Andy Roark challenges vet med’s idea of ‘high quality’ care: full analysis
CURRENT FULL VERSION: Dr. Andy Roark is pushing a familiar veterinary aspiration into more uncomfortable territory: what if “high quality medicine” isn’t a universal operating model, but a label the profession often uses too loosely. In his March 31 Cone of Shame episode, Roark and Dr. Jules Benson argue that many well-intentioned calls for better care break down in real clinics constrained by staffing, time, protocols, and overhead. Their central point is that quality cannot be discussed apart from access and cost, and that veterinary teams need to be more honest about the kind of care their practice is designed to deliver. (drandyroark.com)
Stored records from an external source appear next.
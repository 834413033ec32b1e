//! Type-safe identifier wrappers around [`String`].
//!
//! Scenario and entity identifiers are opaque strings assigned by the
//! simulation backend. Wrapping them in distinct newtypes prevents a
//! scenario id from being passed where an entity id is expected.

use serde::{Deserialize, Serialize};
use ts_rs::TS;

/// Generates a newtype wrapper around [`String`] with standard derives.
macro_rules! define_id {
    (
        $(#[$meta:meta])*
        $name:ident
    ) => {
        $(#[$meta])*
        #[derive(Debug, Clone, PartialEq, Eq, PartialOrd, Ord, Hash, Serialize, Deserialize, TS)]
        #[ts(export, export_to = "bindings/")]
        pub struct $name(pub String);

        impl $name {
            /// Create an identifier from anything string-like.
            pub fn new(id: impl Into<String>) -> Self {
                Self(id.into())
            }

            /// Borrow the identifier as a string slice.
            pub fn as_str(&self) -> &str {
                &self.0
            }

            /// Return the inner [`String`] value.
            pub fn into_inner(self) -> String {
                self.0
            }
        }

        impl core::fmt::Display for $name {
            fn fmt(&self, f: &mut core::fmt::Formatter<'_>) -> core::fmt::Result {
                f.write_str(&self.0)
            }
        }

        impl From<String> for $name {
            fn from(id: String) -> Self {
                Self(id)
            }
        }

        impl From<&str> for $name {
            fn from(id: &str) -> Self {
                Self(id.to_owned())
            }
        }

        impl From<$name> for String {
            fn from(id: $name) -> Self {
                id.0
            }
        }

        impl core::borrow::Borrow<str> for $name {
            fn borrow(&self) -> &str {
                &self.0
            }
        }
    };
}

define_id! {
    /// Identifier of a simulation scenario on the backend.
    ScenarioId
}

define_id! {
    /// Identifier of a simulated entity (a country, region, actor, ...).
    EntityId
}
//! The timeline controller: sole owner and writer of the active timeline.
//!
//! Three asynchronous paths feed steps in (bootstrap, advance and push)
//! and all of them funnel through the pure reconciler under a short write
//! lock. The lock is never held across an `await`; collaborator calls run
//! unlocked and their results are applied only if the session that issued
//! them is still active.
//!
//! # Sessions
//!
//! A session is the active scenario plus an activation epoch. Every
//! scenario switch, re-activation or deactivation starts a new session, and
//! a response carrying an older session token is dropped silently
//! ([`Applied::Discarded`]).
//!
//! # Focus
//!
//! Bootstrap focuses the newest step and advance always focuses the step it
//! created. A pushed step moves the cursor according to the configured
//! [`FocusPolicy`]; when it does not, the cursor stays on the same
//! timestep.

use std::future::Future;
use std::sync::{Arc, Mutex, PoisonError, RwLock};

use chrono::Utc;
use chronoscope_core::{ingest, reconcile};
use chronoscope_types::{
    PushEvent, ScenarioDetail, ScenarioId, ScenarioSummary, Step, TimelineStatus,
};
use futures::Stream;
use tracing::{debug, info, warn};

use crate::api::SimulationApi;
use crate::config::{FocusPolicy, TimelineConfig};
use crate::connection::PushConnection;
use crate::error::{TimelineError, TransportError};
use crate::observer::{ListenerRegistry, Subscription};
use crate::snapshot::{Applied, TimelineSnapshot};

/// Identifies the activation a request was issued under.
#[derive(Debug, Clone, PartialEq, Eq)]
struct Session {
    scenario: Option<ScenarioId>,
    epoch: u64,
}

struct Inner {
    session: Session,
    snapshot: Arc<TimelineSnapshot>,
}

/// Owns the timeline for the active scenario.
///
/// Shared as `Arc<TimelineController<A>>`. Readers call [`current`] for an
/// immutable snapshot or [`subscribe`] to be told about every change.
///
/// [`current`]: TimelineController::current
/// [`subscribe`]: TimelineController::subscribe
pub struct TimelineController<A> {
    api: Arc<A>,
    config: TimelineConfig,
    inner: RwLock<Inner>,
    listeners: Arc<ListenerRegistry>,
    connection: Mutex<Option<PushConnection>>,
}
That argument sits squarely within a broader shift in veterinary medicine toward spectrum-of-care thinking. AAHA has said veterinary care exists along a continuum, and that the best plan is one that meets the patient’s needs while respecting the client’s goals and limitations and the veterinarian’s ethical and legal obligations. The organization has also argued that teaching and normalizing spectrum-of-care approaches can reduce moral distress, especially for early-career clinicians. Meanwhile, the AAVMC’s Spectrum of Care Initiative is explicitly focused on preparing graduates to deliver evidence-based, contextually appropriate care across different practice settings. (aaha.org)
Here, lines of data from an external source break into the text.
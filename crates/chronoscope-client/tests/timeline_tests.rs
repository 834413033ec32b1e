//! Integration tests for the timeline controller.
//!
//! The controller runs against a scripted backend wrapping the in-memory
//! fixture API. Individual calls can be held open on a `Notify` gate to
//! reproduce interleavings between bootstrap, advance and push, or made
//! to fail outright.

#![allow(clippy::unwrap_used)]

use std::collections::BTreeMap;
use std::sync::atomic::{AtomicBool, AtomicUsize, Ordering};
use std::sync::{Arc, Mutex};
use std::time::Duration;

use chronoscope_client::{
    Applied, Fixture, FocusPolicy, InMemorySimulationApi, ScenarioFixture, SimulationApi,
    TimelineConfig, TimelineController, TimelineError, TimelineSnapshot, TransportError,
};
use chronoscope_core::reconcile::is_ordered;
use chronoscope_types::{
    EntityId, PushEvent, ScenarioDetail, ScenarioId, ScenarioSummary, StateSnapshot, StepPayload,
    TimelineStatus,
};
use futures::channel::mpsc;
use serde_json::json;
use tokio::sync::Notify;

// ---------------------------------------------------------------------------
// Scripted backend
// ---------------------------------------------------------------------------

#[derive(Default)]
struct ScriptedApi {
    inner: InMemorySimulationApi,
    gates: Mutex<BTreeMap<String, Arc<Notify>>>,
    fail_requests: AtomicBool,
}

impl ScriptedApi {
    fn new(scenarios: Vec<ScenarioFixture>) -> Self {
        Self {
            inner: InMemorySimulationApi::new(Fixture {
                scenarios,
                triggers: Vec::new(),
            }),
            ..Self::default()
        }
    }

    /// Hold calls matching `key` until the returned gate is notified.
    fn gate(&self, key: &str) -> Arc<Notify> {
        let gate = Arc::new(Notify::new());
        self.gates
            .lock()
            .unwrap()
            .insert(key.to_owned(), Arc::clone(&gate));
        gate
    }

    fn fail_requests(&self, fail: bool) {
        self.fail_requests.store(fail, Ordering::SeqCst);
    }

    async fn pass(&self, key: String) -> Result<(), TransportError> {
        let gate = self.gates.lock().unwrap().get(&key).cloned();
        if let Some(gate) = gate {
            gate.notified().await;
        }
        if self.fail_requests.load(Ordering::SeqCst) {
            return Err(TransportError::Request {
                message: format!("{key}: connection refused"),
            });
        }
        Ok(())
    }
}

impl SimulationApi for ScriptedApi {
    async fn fetch_scenario_summaries(&self) -> Result<Vec<ScenarioSummary>, TransportError> {
        self.pass("summaries".to_owned()).await?;
        self.inner.fetch_scenario_summaries().await
    }

    async fn fetch_scenario_detail(
        &self,
        scenario: &ScenarioId,
    ) -> Result<ScenarioDetail, TransportError> {
        self.pass(format!("detail:{scenario}")).await?;
        self.inner.fetch_scenario_detail(scenario).await
    }

    async fn post_step(&self, scenario: &ScenarioId) -> Result<StepPayload, TransportError> {
        self.pass(format!("post:{scenario}")).await?;
        self.inner.post_step(scenario).await
    }

    async fn fetch_step_at(
        &self,
        scenario: &ScenarioId,
        timestep: u64,
    ) -> Result<StepPayload, TransportError> {
        self.pass(format!("step:{scenario}:{timestep}")).await?;
        self.inner.fetch_step_at(scenario, timestep).await
    }
}

// ---------------------------------------------------------------------------
// Fixtures
// ---------------------------------------------------------------------------

fn payload(timestep: i64, gdp: f64) -> StepPayload {
    let mut state = StateSnapshot::default();
    state
        .entities
        .insert(EntityId::new("FR"), json!({"macro": {"gdp": gdp}}));
    StepPayload {
        timestep: Some(timestep),
        state: Some(state),
        audit: Some(json!({"reducerSequence": ["growth"]})),
        created_at: None,
    }
}

fn scenario(id: &str, history: &[i64], pending: &[i64]) -> ScenarioFixture {
    ScenarioFixture {
        id: ScenarioId::new(id),
        name: id.to_uppercase(),
        description: None,
        detail: ScenarioDetail {
            current_timestep: history.iter().max().copied(),
            current_state: None,
            history: history.iter().map(|t| payload(*t, 1.0)).collect(),
        },
        pending: pending.iter().map(|t| payload(*t, 1.0)).collect(),
    }
}

fn controller(
    api: ScriptedApi,
    policy: FocusPolicy,
) -> (Arc<TimelineController<ScriptedApi>>, Arc<ScriptedApi>) {
    let api = Arc::new(api);
    let config = TimelineConfig {
        focus_policy: policy,
        ..TimelineConfig::default()
    };
    (TimelineController::new(Arc::clone(&api), config), api)
}

fn timesteps(snapshot: &TimelineSnapshot) -> Vec<u64> {
    snapshot.steps().iter().map(|s| s.timestep).collect()
}

fn push(id: &str, timestep: u64) -> PushEvent {
    PushEvent {
        scenario_id: ScenarioId::new(id),
        timestep,
    }
}

/// Yield until `pred` holds for the current snapshot.
async fn wait_until<F>(controller: &TimelineController<ScriptedApi>, pred: F)
where
    F: Fn(&TimelineSnapshot) -> bool,
{
    tokio::time::timeout(Duration::from_secs(5), async {
        while !pred(&controller.current()) {
            tokio::task::yield_now().await;
        }
    })
    .await
    .unwrap();
}

// ---------------------------------------------------------------------------
// Bootstrap
// ---------------------------------------------------------------------------

#[tokio::test]
async fn bootstrap_orders_history_and_focuses_newest() {
    let (ctl, _) = controller(
        ScriptedApi::new(vec![scenario("eu", &[3, 1, 2, 2], &[])]),
        FocusPolicy::NonStealing,
    );
    let id = ScenarioId::new("eu");

    assert_eq!(ctl.bootstrap(&id).await.unwrap(), Applied::Merged);

    let snap = ctl.current();
    assert_eq!(timesteps(&snap), vec![1, 2, 3]);
    assert_eq!(snap.cursor(), Some(2));
    assert_eq!(snap.status(), TimelineStatus::Idle);
    assert_eq!(snap.scenario(), Some(&id));
}

#[tokio::test]
async fn bootstrap_without_history_synthesizes_one_step() {
    let mut fixture = scenario("eu", &[], &[]);
    fixture.detail.current_timestep = Some(7);
    fixture.detail.current_state = Some(StateSnapshot::default());
    let (ctl, _) = controller(ScriptedApi::new(vec![fixture]), FocusPolicy::NonStealing);

    ctl.bootstrap(&ScenarioId::new("eu")).await.unwrap();

    let snap = ctl.current();
    assert_eq!(timesteps(&snap), vec![7]);
    assert!(snap.focused().unwrap().audit.is_none());
}

#[tokio::test]
async fn stale_bootstrap_is_discarded_after_scenario_switch() {
    let api = ScriptedApi::new(vec![scenario("a", &[1, 2, 3], &[]), scenario("b", &[10, 11], &[])]);
    let gate_a = api.gate("detail:a");
    let (ctl, _) = controller(api, FocusPolicy::NonStealing);

    let slow = {
        let ctl = Arc::clone(&ctl);
        tokio::spawn(async move { ctl.bootstrap(&ScenarioId::new("a")).await })
    };
    wait_until(&ctl, |s| {
        s.scenario() == Some(&ScenarioId::new("a")) && s.status() == TimelineStatus::Loading
    })
    .await;

    assert_eq!(
        ctl.bootstrap(&ScenarioId::new("b")).await.unwrap(),
        Applied::Merged
    );
    gate_a.notify_one();

    assert_eq!(slow.await.unwrap().unwrap(), Applied::Discarded);
    let snap = ctl.current();
    assert_eq!(snap.scenario(), Some(&ScenarioId::new("b")));
    assert_eq!(timesteps(&snap), vec![10, 11]);
    assert_eq!(snap.status(), TimelineStatus::Idle);
}

#[tokio::test]
async fn reactivating_same_scenario_discards_earlier_response() {
    let api = ScriptedApi::new(vec![scenario("a", &[1, 2], &[])]);
    let gate = api.gate("detail:a");
    let (ctl, _) = controller(api, FocusPolicy::NonStealing);
    let (_tx, rx) = mpsc::unbounded::<PushEvent>();

    let first = {
        let ctl = Arc::clone(&ctl);
        tokio::spawn(async move { ctl.bootstrap(&ScenarioId::new("a")).await })
    };
    wait_until(&ctl, |s| s.status() == TimelineStatus::Loading).await;

    let second = {
        let ctl = Arc::clone(&ctl);
        tokio::spawn(async move { ctl.activate(ScenarioId::new("a"), rx).await })
    };
    // Both calls wait on the same gate; release them one at a time.
    gate.notify_one();
    gate.notify_one();

    let mut outcomes = vec![first.await.unwrap().unwrap(), second.await.unwrap().unwrap()];
    outcomes.sort_by_key(|a| a.is_merged());
    assert_eq!(outcomes, vec![Applied::Discarded, Applied::Merged]);
    assert_eq!(timesteps(&ctl.current()), vec![1, 2]);
}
In Roark’s episode, Benson ties that philosophy to strategy. The discussion uses the classic “good, fast, cheap” framework, recast as cost, quality, and access, to argue that every clinic makes tradeoffs whether it says so out loud or not. The pair also suggest that many practice websites and public messages fail to explain who a clinic is for, what it prioritizes, and what it will not do. Their proposed alternative is not lower standards, but clearer differentiation: some hospitals may be built for high-touch, advanced workups, while others may be better positioned for focused primary care, urgent care, mobile delivery, or nonprofit access-oriented services. (drandyroark.com)
That framing also lines up with themes Roark has been exploring across recent episodes. In one management-focused discussion, he highlighted a problem many practices recognize: visits may be softening even while teams still feel constantly slammed, making it hard to create urgency around operational change. In others, he has examined whether veterinary medicine is becoming more “extractive” for clients and staff, and how technicians can experience acute moral distress when they feel treatments are only prolonging suffering without meaningful benefit. Taken together, those conversations reinforce the March 31 episode’s core point that quality debates are not abstract; they shape staffing pressure, workflow design, team morale, and the day-to-day experience of care delivery. (drandyroark.com)
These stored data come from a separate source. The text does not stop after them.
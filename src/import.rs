//! Turns stock spreadsheets into ingredient records.
//!
//! An import replaces the whole ingredient list. The header must carry every
//! column in [`COLUMNS`] (canonical English names or the French spreadsheet
//! headers, case-insensitive); otherwise nothing is imported.

use log::{info, warn};
use std::collections::HashSet;

use crate::error::{LedgerError, LedgerResult};
use crate::model::{ingredient_id, Ingredient, IngredientKind, State};
use crate::numeric::parse_lenient;

/// Canonical column name and the headers accepted for it.
pub const COLUMNS: [(&str, &[&str]); 11] = [
    ("Type", &["Type"]),
    ("Supplier", &["Supplier", "Fournisseur"]),
    ("Name", &["Name", "Nom"]),
    ("LotNumber", &["LotNumber", "Lot Number", "Numéro de lot"]),
    ("Spec", &["Spec", "Spec (%AA, EBC...)"]),
    ("Packaging", &["Packaging", "Conditionnement"]),
    ("Notes", &["Notes"]),
    ("CombinedNameSupplier", &["CombinedNameSupplier", "Name + Supplier", "Nom + Fournisseur"]),
    ("InitialQty", &["InitialQty", "Initial Qty (g)", "Qté initiale (g)"]),
    ("UsedQty", &["UsedQty", "Used Qty (g)", "Qté utilisée (g)"]),
    ("RemainingQty", &["RemainingQty", "Remaining Qty (g)", "Qté restante"]),
];

/// Header-indexed tabular data, as read from a CSV file or a spreadsheet sheet.
#[derive(Debug, Clone, Default, PartialEq, Eq)]
pub struct Table {
    pub headers: Vec<String>,
    pub rows: Vec<Vec<String>>,
}

/// Reads comma-separated text with `""` escaping; the first record is the header.
pub fn read_csv(text: &str) -> LedgerResult<Table> {
    let mut reader = csv::ReaderBuilder::new()
        .has_headers(false)
        .flexible(true)
        .from_reader(text.as_bytes());

    let mut records = Vec::new();
    for record in reader.records() {
        let record = record.map_err(|e| LedgerError::invalid(format!("unreadable CSV: {}", e)))?;
        let cells: Vec<String> = record.iter().map(str::to_string).collect();
        if cells.iter().any(|c| !c.trim().is_empty()) {
            records.push(cells);
        }
    }

    let mut records = records.into_iter();
    let headers = records.next().unwrap_or_default();
    Ok(Table {
        headers,
        rows: records.collect(),
    })
}

fn resolve_columns(headers: &[String]) -> LedgerResult<[usize; COLUMNS.len()]> {
    let mut indexes = [0; COLUMNS.len()];
    let mut missing = Vec::new();
    for (slot, (canonical, aliases)) in COLUMNS.iter().enumerate() {
        let found = headers.iter().position(|h| {
            let h = h.trim().to_lowercase();
            aliases.iter().any(|alias| alias.to_lowercase() == h)
        });
        match found {
            Some(idx) => indexes[slot] = idx,
            None => missing.push(canonical.to_string()),
        }
    }
    if missing.is_empty() {
        Ok(indexes)
    } else {
        Err(LedgerError::MissingColumns(missing))
    }
}

/// Converts every row to an [`Ingredient`]. Quantities that cannot be read are `None`.
pub fn normalize_table(table: &Table) -> LedgerResult<Vec<Ingredient>> {
    let idx = resolve_columns(&table.headers)?;
    let mut seen = HashSet::new();

    let mut ingredients = Vec::with_capacity(table.rows.len());
    for (n, row) in table.rows.iter().enumerate() {
        let cell = |slot: usize| row.get(idx[slot]).map(|c| c.trim()).unwrap_or("");
        let [ty, supplier, name, lot, spec, packaging, notes, name_supplier, initial, used, remaining] =
            [0, 1, 2, 3, 4, 5, 6, 7, 8, 9, 10].map(cell);
        if [ty, supplier, name, lot, name_supplier].iter().all(|c| c.is_empty()) {
            // Data rows are numbered from 2, the header being row 1.
            warn!("import: skipped row {} with no type, name, supplier or lot", n + 2);
            continue;
        }

        let id = ingredient_id(ty, name, supplier, lot);
        if !seen.insert(id.clone()) {
            warn!("import: several rows share the id {}", id);
        }
        ingredients.push(Ingredient {
            id,
            type_label: ty.to_string(),
            kind: IngredientKind::from_label(ty, spec),
            supplier: supplier.to_string(),
            name: name.to_string(),
            name_supplier: name_supplier.to_string(),
            lot_number: lot.to_string(),
            packaging: packaging.to_string(),
            notes: notes.to_string(),
            initial_qty: parse_lenient(initial),
            used_qty: parse_lenient(used),
            remaining_qty: parse_lenient(remaining),
        });
    }
    Ok(ingredients)
}

/// Replaces the ingredient list with the imported rows. Returns the row count.
pub fn import_ingredients(state: &mut State, table: &Table) -> LedgerResult<usize> {
    let ingredients = normalize_table(table)?;
    let count = ingredients.len();
    state.ingredients = ingredients;
    info!("imported {} ingredients, previous list replaced", count);
    Ok(count)
}

/// Parses a full-state JSON dump.
pub fn import_state_json(text: &str) -> LedgerResult<State> {
    serde_json::from_str(text).map_err(|e| LedgerError::invalid(format!("not a stock document: {}", e)))
}
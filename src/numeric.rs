//! Number parsing shared by the ledger and the import path.
//!
//! Both accept a comma or a dot as decimal separator. Movement quantities go
//! through [`parse_quantity`], which fails on anything that is not a finite
//! number. Imported cells go through [`parse_lenient`], which reads the leading
//! number of a cell ("1000 g", "12,5 %AA") and yields `None` when there is none.

use crate::error::{LedgerError, LedgerResult};

fn normalize(raw: &str) -> String {
    raw.trim().replace(',', ".")
}

/// Strict parse for a movement quantity.
pub fn parse_quantity(raw: &str) -> LedgerResult<f64> {
    let text = normalize(raw);
    if text.is_empty() {
        return Err(LedgerError::invalid("quantity is required"));
    }
    match text.parse::<f64>() {
        Ok(value) if value.is_finite() => Ok(value),
        _ => Err(LedgerError::invalid(format!("'{}' is not a number", raw.trim()))),
    }
}

/// Strict parse for a container count.
pub fn parse_count(raw: &str) -> LedgerResult<i64> {
    raw.trim()
        .parse::<i64>()
        .map_err(|_| LedgerError::invalid(format!("'{}' is not a whole number", raw.trim())))
}

/// Reads the leading decimal number of `raw`, ignoring trailing text.
pub fn parse_lenient(raw: &str) -> Option<f64> {
    let text = normalize(raw);
    let bytes = text.as_bytes();

    let mut end = 0;
    if matches!(bytes.first(), Some(b'+') | Some(b'-')) {
        end = 1;
    }
    let mut digits = 0;
    let mut seen_dot = false;
    while end < bytes.len() {
        match bytes[end] {
            b'0'..=b'9' => digits += 1,
            b'.' if !seen_dot => seen_dot = true,
            _ => break,
        }
        end += 1;
    }
    if digits == 0 {
        return None;
    }
    text[..end].parse::<f64>().ok().filter(|v| v.is_finite())
}
//! Stock tracking for a small brewery: ingredient lots, packaging counts and
//! an append-only movement log, persisted as a single document.

pub mod catalog;
pub mod db;
pub mod error;
pub mod export;
pub mod import;
pub mod ledger;
pub mod model;
pub mod numeric;
pub mod settings;
pub mod tracker;

pub use error::{LedgerError, LedgerResult, StoreError};
pub use ledger::{Confirmation, Ledger, Outcome};
pub use model::{ContainerStock, Ingredient, IngredientKind, Movement, MovementKind, State};
pub use tracker::Tracker;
That framing echoes other access-to-care work happening across the industry. The Veterinary Innovation Council says barriers to care go well beyond money and include geography, transportation, scheduling, clinic capacity, communication, and pet parent understanding. Benson’s consulting biography also points to published work on access to care and care delivery, plus a forthcoming chapter in Wiley’s Veterinary Spectrum of Care: Principles and Practice, suggesting this is not just a podcast thought exercise but part of a wider effort to redefine how the profession talks about standards, service models, and innovation. (veterinaryinnovationcouncil.com)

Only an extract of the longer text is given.